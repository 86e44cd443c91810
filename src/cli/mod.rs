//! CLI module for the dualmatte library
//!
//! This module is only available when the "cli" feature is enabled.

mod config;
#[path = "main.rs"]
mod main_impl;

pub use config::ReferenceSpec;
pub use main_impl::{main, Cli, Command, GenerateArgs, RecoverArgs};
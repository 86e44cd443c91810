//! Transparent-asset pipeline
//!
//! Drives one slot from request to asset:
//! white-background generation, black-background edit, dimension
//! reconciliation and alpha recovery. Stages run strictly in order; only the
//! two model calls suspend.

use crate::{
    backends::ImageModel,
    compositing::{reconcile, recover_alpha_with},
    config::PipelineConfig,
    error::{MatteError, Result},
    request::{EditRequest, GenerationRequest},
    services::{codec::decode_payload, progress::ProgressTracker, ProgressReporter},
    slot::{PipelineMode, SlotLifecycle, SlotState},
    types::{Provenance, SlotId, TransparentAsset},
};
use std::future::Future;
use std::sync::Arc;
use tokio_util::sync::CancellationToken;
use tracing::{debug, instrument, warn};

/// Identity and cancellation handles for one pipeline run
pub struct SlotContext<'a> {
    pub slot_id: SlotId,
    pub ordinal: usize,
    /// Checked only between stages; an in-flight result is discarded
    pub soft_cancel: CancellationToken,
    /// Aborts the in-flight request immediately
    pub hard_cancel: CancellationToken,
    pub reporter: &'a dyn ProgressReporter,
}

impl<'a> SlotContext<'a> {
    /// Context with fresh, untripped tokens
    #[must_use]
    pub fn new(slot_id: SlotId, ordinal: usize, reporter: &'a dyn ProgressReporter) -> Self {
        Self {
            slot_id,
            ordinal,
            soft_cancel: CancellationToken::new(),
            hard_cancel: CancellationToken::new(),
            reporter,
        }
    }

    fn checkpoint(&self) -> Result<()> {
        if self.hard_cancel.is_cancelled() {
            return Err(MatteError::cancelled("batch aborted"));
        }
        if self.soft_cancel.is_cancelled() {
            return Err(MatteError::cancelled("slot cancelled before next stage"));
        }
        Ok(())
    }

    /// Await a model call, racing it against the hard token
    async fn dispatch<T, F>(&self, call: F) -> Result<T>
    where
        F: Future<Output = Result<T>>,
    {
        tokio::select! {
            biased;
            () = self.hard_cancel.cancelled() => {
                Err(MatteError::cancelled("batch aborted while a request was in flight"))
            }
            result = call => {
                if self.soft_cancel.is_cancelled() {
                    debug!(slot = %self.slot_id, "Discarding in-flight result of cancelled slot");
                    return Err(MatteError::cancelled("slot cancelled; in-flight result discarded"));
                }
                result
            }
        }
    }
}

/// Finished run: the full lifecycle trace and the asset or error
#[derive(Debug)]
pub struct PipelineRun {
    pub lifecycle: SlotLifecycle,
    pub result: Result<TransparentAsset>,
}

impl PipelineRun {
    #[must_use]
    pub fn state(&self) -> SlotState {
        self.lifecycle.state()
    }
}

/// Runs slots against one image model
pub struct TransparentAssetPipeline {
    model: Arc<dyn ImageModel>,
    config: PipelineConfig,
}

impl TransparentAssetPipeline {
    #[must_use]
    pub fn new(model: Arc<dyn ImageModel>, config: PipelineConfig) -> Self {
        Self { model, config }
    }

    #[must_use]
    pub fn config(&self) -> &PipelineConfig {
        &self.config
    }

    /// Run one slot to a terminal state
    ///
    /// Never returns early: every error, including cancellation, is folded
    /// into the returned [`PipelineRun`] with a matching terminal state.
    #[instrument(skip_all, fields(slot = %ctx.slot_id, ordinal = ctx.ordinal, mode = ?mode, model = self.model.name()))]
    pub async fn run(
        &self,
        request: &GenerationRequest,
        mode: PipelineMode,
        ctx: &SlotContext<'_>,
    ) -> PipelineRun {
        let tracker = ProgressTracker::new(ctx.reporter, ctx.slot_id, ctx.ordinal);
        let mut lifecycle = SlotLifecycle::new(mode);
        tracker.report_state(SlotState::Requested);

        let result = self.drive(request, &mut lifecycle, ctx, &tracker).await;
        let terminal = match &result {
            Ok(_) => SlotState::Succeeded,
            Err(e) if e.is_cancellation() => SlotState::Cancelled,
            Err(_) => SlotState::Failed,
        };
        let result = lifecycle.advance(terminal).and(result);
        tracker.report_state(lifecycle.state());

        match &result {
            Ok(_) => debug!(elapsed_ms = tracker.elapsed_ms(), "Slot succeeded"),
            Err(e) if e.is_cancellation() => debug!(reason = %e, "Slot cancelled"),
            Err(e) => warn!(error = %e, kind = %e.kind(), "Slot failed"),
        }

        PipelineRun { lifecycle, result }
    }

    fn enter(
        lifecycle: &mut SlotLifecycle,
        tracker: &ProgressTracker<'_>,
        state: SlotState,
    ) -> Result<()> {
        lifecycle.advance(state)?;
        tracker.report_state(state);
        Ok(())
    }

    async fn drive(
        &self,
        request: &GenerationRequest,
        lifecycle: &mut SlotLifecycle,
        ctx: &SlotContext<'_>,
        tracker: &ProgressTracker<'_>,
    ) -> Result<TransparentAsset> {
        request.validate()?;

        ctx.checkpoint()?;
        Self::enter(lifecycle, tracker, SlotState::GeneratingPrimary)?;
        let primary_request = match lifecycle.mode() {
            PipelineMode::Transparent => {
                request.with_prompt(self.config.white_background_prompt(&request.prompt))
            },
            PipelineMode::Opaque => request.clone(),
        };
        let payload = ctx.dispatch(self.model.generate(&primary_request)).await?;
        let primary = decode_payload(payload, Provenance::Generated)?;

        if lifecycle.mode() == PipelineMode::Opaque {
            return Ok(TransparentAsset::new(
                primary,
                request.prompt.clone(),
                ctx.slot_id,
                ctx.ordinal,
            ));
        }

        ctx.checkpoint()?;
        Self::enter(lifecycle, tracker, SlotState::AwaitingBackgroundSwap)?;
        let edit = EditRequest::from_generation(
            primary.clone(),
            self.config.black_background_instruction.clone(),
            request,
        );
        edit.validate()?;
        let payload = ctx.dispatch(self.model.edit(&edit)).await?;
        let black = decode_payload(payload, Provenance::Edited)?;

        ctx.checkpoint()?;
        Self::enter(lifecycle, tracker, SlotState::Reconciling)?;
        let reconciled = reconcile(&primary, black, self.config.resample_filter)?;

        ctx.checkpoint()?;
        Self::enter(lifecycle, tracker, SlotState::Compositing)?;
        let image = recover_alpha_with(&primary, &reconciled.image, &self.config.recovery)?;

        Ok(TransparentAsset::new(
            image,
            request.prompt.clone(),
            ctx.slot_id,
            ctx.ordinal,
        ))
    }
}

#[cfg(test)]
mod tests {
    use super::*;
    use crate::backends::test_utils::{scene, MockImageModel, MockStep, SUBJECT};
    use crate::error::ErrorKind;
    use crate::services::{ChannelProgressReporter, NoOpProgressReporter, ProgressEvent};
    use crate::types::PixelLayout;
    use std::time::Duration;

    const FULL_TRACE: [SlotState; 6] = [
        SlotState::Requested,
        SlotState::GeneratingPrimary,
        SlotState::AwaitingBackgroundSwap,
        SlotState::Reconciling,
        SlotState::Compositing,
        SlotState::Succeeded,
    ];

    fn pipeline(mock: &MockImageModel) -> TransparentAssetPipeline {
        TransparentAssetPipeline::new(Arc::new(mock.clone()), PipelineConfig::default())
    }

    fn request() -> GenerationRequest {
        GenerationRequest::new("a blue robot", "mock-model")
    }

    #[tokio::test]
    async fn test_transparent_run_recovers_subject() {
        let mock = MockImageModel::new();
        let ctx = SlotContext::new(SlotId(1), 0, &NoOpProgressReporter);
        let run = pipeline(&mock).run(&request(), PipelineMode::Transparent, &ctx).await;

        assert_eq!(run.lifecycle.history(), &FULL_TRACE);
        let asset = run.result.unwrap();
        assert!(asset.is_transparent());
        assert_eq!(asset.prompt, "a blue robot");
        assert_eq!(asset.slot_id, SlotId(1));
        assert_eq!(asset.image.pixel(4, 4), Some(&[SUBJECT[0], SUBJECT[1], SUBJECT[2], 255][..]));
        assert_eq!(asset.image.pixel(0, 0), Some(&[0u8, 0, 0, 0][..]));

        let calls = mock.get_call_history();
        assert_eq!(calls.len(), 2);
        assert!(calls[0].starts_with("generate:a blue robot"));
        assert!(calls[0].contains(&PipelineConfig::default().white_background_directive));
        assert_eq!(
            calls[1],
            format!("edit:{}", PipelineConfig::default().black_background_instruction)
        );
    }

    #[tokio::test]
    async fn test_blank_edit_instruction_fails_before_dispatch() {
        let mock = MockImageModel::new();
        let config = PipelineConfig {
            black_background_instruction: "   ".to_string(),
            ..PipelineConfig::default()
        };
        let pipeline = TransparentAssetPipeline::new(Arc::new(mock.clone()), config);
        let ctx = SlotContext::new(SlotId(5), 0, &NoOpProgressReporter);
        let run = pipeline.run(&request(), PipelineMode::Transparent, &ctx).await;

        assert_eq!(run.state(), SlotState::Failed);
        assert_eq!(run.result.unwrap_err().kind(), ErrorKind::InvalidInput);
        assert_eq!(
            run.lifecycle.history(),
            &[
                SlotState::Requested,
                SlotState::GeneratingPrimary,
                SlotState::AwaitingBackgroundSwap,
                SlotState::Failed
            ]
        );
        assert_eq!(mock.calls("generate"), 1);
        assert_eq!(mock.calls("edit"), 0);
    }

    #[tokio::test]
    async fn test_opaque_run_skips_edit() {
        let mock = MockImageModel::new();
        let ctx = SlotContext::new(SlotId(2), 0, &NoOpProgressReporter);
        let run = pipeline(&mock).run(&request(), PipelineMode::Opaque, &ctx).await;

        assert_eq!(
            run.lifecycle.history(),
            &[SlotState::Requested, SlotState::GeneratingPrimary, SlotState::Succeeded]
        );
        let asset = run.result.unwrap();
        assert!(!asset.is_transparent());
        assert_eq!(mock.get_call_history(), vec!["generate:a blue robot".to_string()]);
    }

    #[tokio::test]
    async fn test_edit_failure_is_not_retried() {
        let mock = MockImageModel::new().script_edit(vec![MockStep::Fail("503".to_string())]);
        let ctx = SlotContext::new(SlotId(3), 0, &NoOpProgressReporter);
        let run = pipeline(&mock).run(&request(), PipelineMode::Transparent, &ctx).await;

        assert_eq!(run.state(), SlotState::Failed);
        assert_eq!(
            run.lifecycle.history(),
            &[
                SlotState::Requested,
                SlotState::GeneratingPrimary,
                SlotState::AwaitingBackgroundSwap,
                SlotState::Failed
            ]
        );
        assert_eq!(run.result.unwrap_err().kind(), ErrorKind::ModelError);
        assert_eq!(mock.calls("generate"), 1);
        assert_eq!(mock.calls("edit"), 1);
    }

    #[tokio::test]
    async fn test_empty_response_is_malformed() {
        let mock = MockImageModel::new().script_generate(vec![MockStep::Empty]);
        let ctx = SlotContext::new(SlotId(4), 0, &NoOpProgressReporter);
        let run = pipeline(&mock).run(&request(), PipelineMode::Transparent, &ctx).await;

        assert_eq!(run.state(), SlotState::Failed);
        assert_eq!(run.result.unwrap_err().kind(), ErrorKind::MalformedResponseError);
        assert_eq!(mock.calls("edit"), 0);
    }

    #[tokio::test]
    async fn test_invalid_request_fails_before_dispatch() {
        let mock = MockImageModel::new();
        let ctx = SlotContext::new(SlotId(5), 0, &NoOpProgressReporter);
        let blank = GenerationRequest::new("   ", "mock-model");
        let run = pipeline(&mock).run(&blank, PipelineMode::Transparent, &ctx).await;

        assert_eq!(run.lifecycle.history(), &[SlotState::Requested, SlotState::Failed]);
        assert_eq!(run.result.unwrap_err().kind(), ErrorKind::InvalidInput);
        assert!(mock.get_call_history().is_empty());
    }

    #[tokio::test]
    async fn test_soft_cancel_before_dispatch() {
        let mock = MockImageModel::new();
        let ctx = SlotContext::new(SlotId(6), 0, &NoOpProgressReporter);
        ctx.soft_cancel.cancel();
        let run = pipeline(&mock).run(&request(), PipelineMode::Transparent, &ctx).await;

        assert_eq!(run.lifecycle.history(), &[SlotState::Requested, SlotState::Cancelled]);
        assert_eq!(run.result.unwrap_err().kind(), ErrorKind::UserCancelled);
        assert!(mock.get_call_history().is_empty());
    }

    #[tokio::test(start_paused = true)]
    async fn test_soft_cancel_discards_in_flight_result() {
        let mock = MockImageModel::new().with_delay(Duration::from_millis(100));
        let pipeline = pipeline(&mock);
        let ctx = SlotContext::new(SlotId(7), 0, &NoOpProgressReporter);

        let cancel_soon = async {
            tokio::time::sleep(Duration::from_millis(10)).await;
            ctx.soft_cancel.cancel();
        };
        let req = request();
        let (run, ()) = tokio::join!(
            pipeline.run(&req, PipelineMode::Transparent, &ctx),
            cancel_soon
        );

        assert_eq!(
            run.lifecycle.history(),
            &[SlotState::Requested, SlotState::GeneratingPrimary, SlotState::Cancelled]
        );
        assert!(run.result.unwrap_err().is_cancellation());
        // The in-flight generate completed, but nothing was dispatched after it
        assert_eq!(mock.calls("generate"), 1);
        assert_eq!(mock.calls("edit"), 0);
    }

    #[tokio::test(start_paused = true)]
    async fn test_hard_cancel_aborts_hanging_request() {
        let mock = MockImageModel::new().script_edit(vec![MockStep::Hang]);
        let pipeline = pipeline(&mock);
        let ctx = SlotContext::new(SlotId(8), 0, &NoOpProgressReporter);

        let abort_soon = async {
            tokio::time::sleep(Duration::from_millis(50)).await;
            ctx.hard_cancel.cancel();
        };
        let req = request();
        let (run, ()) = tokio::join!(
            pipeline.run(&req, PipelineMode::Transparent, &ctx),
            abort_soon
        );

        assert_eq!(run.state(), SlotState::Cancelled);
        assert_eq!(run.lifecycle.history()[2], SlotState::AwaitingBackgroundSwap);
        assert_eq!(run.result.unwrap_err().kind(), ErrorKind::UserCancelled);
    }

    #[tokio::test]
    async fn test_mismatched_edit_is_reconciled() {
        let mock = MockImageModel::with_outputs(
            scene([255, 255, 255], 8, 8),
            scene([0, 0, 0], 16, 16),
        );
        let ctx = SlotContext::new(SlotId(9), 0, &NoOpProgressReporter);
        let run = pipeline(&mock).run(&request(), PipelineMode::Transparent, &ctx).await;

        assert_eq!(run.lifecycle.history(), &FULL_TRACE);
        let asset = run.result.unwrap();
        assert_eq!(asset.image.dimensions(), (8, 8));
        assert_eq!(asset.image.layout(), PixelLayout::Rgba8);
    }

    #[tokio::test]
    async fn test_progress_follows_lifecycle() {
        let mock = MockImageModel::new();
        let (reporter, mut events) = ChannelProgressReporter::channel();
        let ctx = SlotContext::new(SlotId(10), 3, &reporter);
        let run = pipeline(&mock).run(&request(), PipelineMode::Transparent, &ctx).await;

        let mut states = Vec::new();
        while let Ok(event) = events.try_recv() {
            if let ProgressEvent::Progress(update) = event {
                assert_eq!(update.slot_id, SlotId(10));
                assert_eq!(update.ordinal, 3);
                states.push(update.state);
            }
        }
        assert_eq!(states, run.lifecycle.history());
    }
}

__Work task__:
Across the records above, count each line that holds the word "aborted" and give only the resulting number.

__Your solution__:
2